Munsterland, the area of land that straddles the German-Dutch border, was known for cotton. The soil was not fertile and from the 16th century additional income was gained from flax production to make linen, which was woven into a rough sail cloth. By the 19th century, Bocholt was producing fustian (tree silk), a compound cloth of linen warp and cotton weft. This was exported. The textile merchants then established cotton mills that exploited these skills and trade links.
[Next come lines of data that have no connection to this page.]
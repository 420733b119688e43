//! Segment mesh construction and per-frame sync.
//!
//! One `Mesh3d` per terrain segment. Each frame the segment's depth position
//! is copied into its mesh transform; when the scroller reports a wrap, the
//! mesh's position attribute is rewritten in place from the regenerated
//! elevation buffer and smooth normals are recomputed. Mutating the asset is
//! what flags it for re-upload.

use bevy::prelude::*;
use bevy::render::mesh::{Indices, VertexAttributeValues};
use bevy::render::render_asset::RenderAssetUsages;

use terrain::{SegmentLayout, SegmentWrapped, TerrainScroller};

#[derive(Component)]
pub struct SegmentMesh {
    pub index: usize,
}

pub fn spawn_segment_meshes(
    mut commands: Commands,
    scroller: Res<TerrainScroller>,
    mut meshes: ResMut<Assets<Mesh>>,
    mut materials: ResMut<Assets<StandardMaterial>>,
) {
    let material = materials.add(StandardMaterial {
        base_color: Color::srgb(0.36, 0.38, 0.42),
        perceptual_roughness: 0.95,
        ..default()
    });

    for (index, segment) in scroller.segments().iter().enumerate() {
        let mesh = build_segment_mesh(scroller.layout(), segment.heights());
        commands.spawn((
            Mesh3d(meshes.add(mesh)),
            MeshMaterial3d(material.clone()),
            Transform::from_xyz(0.0, 0.0, segment.position()),
            SegmentMesh { index },
        ));
    }
}

/// Builds an indexed G x G plane displaced by the elevation buffer.
/// Vertex order matches the buffer layout (row-major, z rows then x columns)
/// so wrap refreshes can write heights straight through by index.
pub fn build_segment_mesh(layout: &SegmentLayout, heights: &[f32]) -> Mesh {
    let grid = layout.grid();
    let mut positions: Vec<[f32; 3]> = Vec::with_capacity(layout.vertex_count());
    let mut uvs: Vec<[f32; 2]> = Vec::with_capacity(layout.vertex_count());
    let mut indices: Vec<u32> = Vec::with_capacity((grid - 1) * (grid - 1) * 6);

    for iz in 0..grid {
        for ix in 0..grid {
            positions.push([
                layout.vertex_x(ix),
                heights[iz * grid + ix],
                layout.vertex_z(iz),
            ]);
            uvs.push([
                ix as f32 / (grid - 1) as f32,
                iz as f32 / (grid - 1) as f32,
            ]);
        }
    }

    for iz in 0..grid - 1 {
        for ix in 0..grid - 1 {
            let a = (iz * grid + ix) as u32;
            let b = a + 1;
            let c = a + grid as u32;
            let d = c + 1;
            indices.extend_from_slice(&[a, d, b, a, c, d]);
        }
    }

    let mut mesh = Mesh::new(
        bevy::render::mesh::PrimitiveTopology::TriangleList,
        RenderAssetUsages::RENDER_WORLD | RenderAssetUsages::MAIN_WORLD,
    )
    .with_inserted_attribute(Mesh::ATTRIBUTE_POSITION, positions)
    .with_inserted_attribute(Mesh::ATTRIBUTE_UV_0, uvs)
    .with_inserted_indices(Indices::U32(indices));
    mesh.compute_normals();
    mesh
}

/// Copies each segment's depth position into its mesh transform.
pub fn sync_segment_transforms(
    scroller: Res<TerrainScroller>,
    mut query: Query<(&SegmentMesh, &mut Transform)>,
) {
    for (segment, mut transform) in query.iter_mut() {
        transform.translation.z = scroller.segments()[segment.index].position();
    }
}

/// Rewrites the position attribute of every mesh whose segment wrapped this
/// frame, then recomputes normals.
pub fn refresh_wrapped_segments(
    mut wrapped: EventReader<SegmentWrapped>,
    scroller: Res<TerrainScroller>,
    query: Query<(&SegmentMesh, &Mesh3d)>,
    mut meshes: ResMut<Assets<Mesh>>,
) {
    for event in wrapped.read() {
        for (segment, mesh_handle) in query.iter() {
            if segment.index != event.segment {
                continue;
            }
            let heights = scroller.segments()[segment.index].heights();
            let Some(mesh) = meshes.get_mut(&mesh_handle.0) else {
                continue;
            };
            let Some(VertexAttributeValues::Float32x3(positions)) =
                mesh.attribute_mut(Mesh::ATTRIBUTE_POSITION)
            else {
                continue;
            };
            for (vertex, height) in positions.iter_mut().zip(heights) {
                vertex[1] = *height;
            }
            mesh.compute_normals();
        }
    }
}
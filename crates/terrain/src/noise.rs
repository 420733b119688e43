//! Layered sinusoid heightmap generator.
//!
//! `HeightField` produces a scalar elevation for any world-space (x, z)
//! coordinate. Each octave sums two phase-shifted sinusoids that mix x and z
//! at geometrically increasing frequency and geometrically decaying amplitude
//! (the decay ratio is the roughness), normalized by the total amplitude so
//! the raw sample stays in [-1, 1] regardless of octave count. Two shaping
//! passes layer on top: an inverted-absolute-value "ridge" term from a
//! coarser sample, and a cubed-absolute-value "peak" term producing sparse
//! sharp spikes.
//!
//! The generator is fully determined by (seed, octaves, roughness): phase
//! offsets are drawn once from a seeded ChaCha stream at construction, and
//! sampling touches no further random state. Regenerating a segment at the
//! same coordinates therefore reproduces the same surface bit-for-bit.

use rand::{Rng, SeedableRng};
use rand_chacha::ChaCha8Rng;
use std::f32::consts::TAU;

use crate::config::{
    BASE_FREQUENCY, BASE_WEIGHT, ELEVATION_FLOOR, MAX_OCTAVES, OCTAVES_RANGE, PEAK_FREQUENCY,
    PEAK_SHIFT, PEAK_WEIGHT, RIDGE_FREQUENCY, RIDGE_WEIGHT, ROUGHNESS_RANGE,
};

/// Deterministic multi-octave heightmap generator.
#[derive(Debug, Clone)]
pub struct HeightField {
    octaves: u32,
    roughness: f32,
    /// Per-octave phase pair for the two sinusoids. Sized for `MAX_OCTAVES`
    /// so octave-count changes never need a reseed.
    phases: [[f32; 2]; MAX_OCTAVES as usize],
}

impl HeightField {
    pub fn new(seed: u64, octaves: u32, roughness: f32) -> Self {
        let mut rng = ChaCha8Rng::seed_from_u64(seed);
        let mut phases = [[0.0; 2]; MAX_OCTAVES as usize];
        for pair in &mut phases {
            pair[0] = rng.gen_range(0.0..TAU);
            pair[1] = rng.gen_range(0.0..TAU);
        }
        let mut field = Self {
            octaves: 1,
            roughness: 0.0,
            phases,
        };
        field.set_octaves(octaves);
        field.set_roughness(roughness);
        field
    }

    pub fn octaves(&self) -> u32 {
        self.octaves
    }

    pub fn roughness(&self) -> f32 {
        self.roughness
    }

    pub fn set_octaves(&mut self, octaves: u32) {
        self.octaves = octaves.clamp(*OCTAVES_RANGE.start(), *OCTAVES_RANGE.end());
    }

    pub fn set_roughness(&mut self, roughness: f32) {
        self.roughness = roughness.clamp(*ROUGHNESS_RANGE.start(), *ROUGHNESS_RANGE.end());
    }

    /// Raw layered noise in [-1, 1].
    ///
    /// Octave k runs at frequency `BASE_FREQUENCY * 2^k` with amplitude
    /// `roughness^k`; the sum is divided by the accumulated amplitude so the
    /// range is independent of the octave count.
    pub fn sample(&self, x: f32, z: f32) -> f32 {
        let mut sum = 0.0;
        let mut amplitude = 1.0;
        let mut frequency = BASE_FREQUENCY;
        let mut total = 0.0;

        for pair in self.phases.iter().take(self.octaves as usize) {
            let a = (x * frequency + z * frequency * 0.5 + pair[0]).sin();
            let b = (z * frequency - x * frequency * 0.5 + pair[1]).sin();
            sum += amplitude * 0.5 * (a + b);
            total += amplitude;
            frequency *= 2.0;
            amplitude *= self.roughness;
        }

        sum / total
    }

    /// Shaped elevation, normalized (multiply by the mountain height scale
    /// for world units). Bounded to [`ELEVATION_FLOOR`,
    /// `MAX_RELATIVE_ELEVATION`].
    pub fn elevation(&self, x: f32, z: f32) -> f32 {
        let base = self.sample(x, z);

        // Valleys of the coarse field become ridges once inverted.
        let ridge = 1.0 - self.sample(x * RIDGE_FREQUENCY, z * RIDGE_FREQUENCY).abs();

        // Cubing the absolute value flattens most of the field and leaves
        // sparse sharp spikes.
        let peak = self
            .sample(x * PEAK_FREQUENCY + PEAK_SHIFT, z * PEAK_FREQUENCY)
            .abs()
            .powi(3);

        let shaped = base * BASE_WEIGHT + ridge * RIDGE_WEIGHT + peak * PEAK_WEIGHT;
        shaped.max(ELEVATION_FLOOR)
    }
}
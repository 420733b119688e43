//! Runtime terrain parameters.
//!
//! `TerrainSettings` is the narrow configuration surface the rest of the app
//! talks to: keyboard controls and the egui panel both go through the
//! clamping setters, so the core never sees an out-of-range scroll speed or
//! roughness. The resource is serde-serializable so a settings file can
//! override the defaults at startup (`sanitize` re-clamps whatever was read).

use bevy::prelude::*;
use serde::{Deserialize, Serialize};
use thiserror::Error;

use crate::config::{
    DEFAULT_HEIGHT_SCALE, DEFAULT_OCTAVES, DEFAULT_ROUGHNESS, DEFAULT_SCROLL_SPEED, DEFAULT_SEED,
    HEIGHT_SCALE_RANGE, OCTAVES_RANGE, ROUGHNESS_RANGE, SCROLL_SPEED_RANGE,
};

/// Invalid-configuration signal raised at construction time. These are
/// programmer-error preconditions (degenerate segment spacing and the like),
/// not runtime-recoverable states.
#[derive(Debug, Error, PartialEq)]
pub enum SettingsError {
    #[error("segment count must be at least 2, got {0}")]
    SegmentCount(usize),
    #[error("segment depth must be positive, got {0}")]
    SegmentDepth(f32),
    #[error("segment width must be positive, got {0}")]
    SegmentWidth(f32),
    #[error("grid resolution must be at least 2 vertices per side, got {0}")]
    GridResolution(usize),
}

/// Player-adjustable terrain parameters, read by the core at the start of
/// each frame.
#[derive(Resource, Debug, Clone, Serialize, Deserialize)]
pub struct TerrainSettings {
    scroll_speed: f32,
    height_scale: f32,
    roughness: f32,
    octaves: u32,
    seed: u64,
}

impl Default for TerrainSettings {
    fn default() -> Self {
        Self {
            scroll_speed: DEFAULT_SCROLL_SPEED,
            height_scale: DEFAULT_HEIGHT_SCALE,
            roughness: DEFAULT_ROUGHNESS,
            octaves: DEFAULT_OCTAVES,
            seed: DEFAULT_SEED,
        }
    }
}

impl TerrainSettings {
    /// World units the terrain advances per second.
    pub fn scroll_speed(&self) -> f32 {
        self.scroll_speed
    }

    /// World-space height that a normalized elevation of 1.0 maps to.
    pub fn height_scale(&self) -> f32 {
        self.height_scale
    }

    /// Amplitude decay ratio between successive noise octaves.
    pub fn roughness(&self) -> f32 {
        self.roughness
    }

    pub fn octaves(&self) -> u32 {
        self.octaves
    }

    pub fn seed(&self) -> u64 {
        self.seed
    }

    pub fn set_scroll_speed(&mut self, speed: f32) {
        self.scroll_speed = speed.clamp(*SCROLL_SPEED_RANGE.start(), *SCROLL_SPEED_RANGE.end());
    }

    pub fn set_height_scale(&mut self, scale: f32) {
        self.height_scale = scale.clamp(*HEIGHT_SCALE_RANGE.start(), *HEIGHT_SCALE_RANGE.end());
    }

    pub fn set_roughness(&mut self, roughness: f32) {
        self.roughness = roughness.clamp(*ROUGHNESS_RANGE.start(), *ROUGHNESS_RANGE.end());
    }

    pub fn set_octaves(&mut self, octaves: u32) {
        self.octaves = octaves.clamp(*OCTAVES_RANGE.start(), *OCTAVES_RANGE.end());
    }

    pub fn set_seed(&mut self, seed: u64) {
        self.seed = seed;
    }

    /// Re-clamp every field. Deserialized settings go through this before
    /// they are inserted as a resource.
    pub fn sanitize(&mut self) {
        self.set_scroll_speed(self.scroll_speed);
        self.set_height_scale(self.height_scale);
        self.set_roughness(self.roughness);
        self.set_octaves(self.octaves);
    }
}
Egbert Jannink set up his factory on another site in 1810. It expanded and moved to this site in the Roombeek neighbourhood, next to the stream in 1900. The fireproof mill was designed and built by Sidney Stott. There were 70 fireproof textile mills constructed in Twente between 1880 and 1914. Stott, the Oldham architect, not to be confused with his cousins Stott and Sons, was a millwright who cooperated with most advanced textile machine manufacturers: the mill was handed over complete with power source, line shafting and all the spinning machines needed to spin cotton. The building was modelled on similar double-mills in Lancashire. A central tower housed the engine and the water tank for the sprinklers; to either side were the three-storey mills with the large uninterrupted floors needed for mule spinning. The height of the chimney was determined by up-draught needed by the boilers. The factory operated until 1967. It is a Rijksmonument (listed building). The building was refurbished from 1975.  The Jannink museum moved onto the ground floor in 1980; other floors were converted into housing.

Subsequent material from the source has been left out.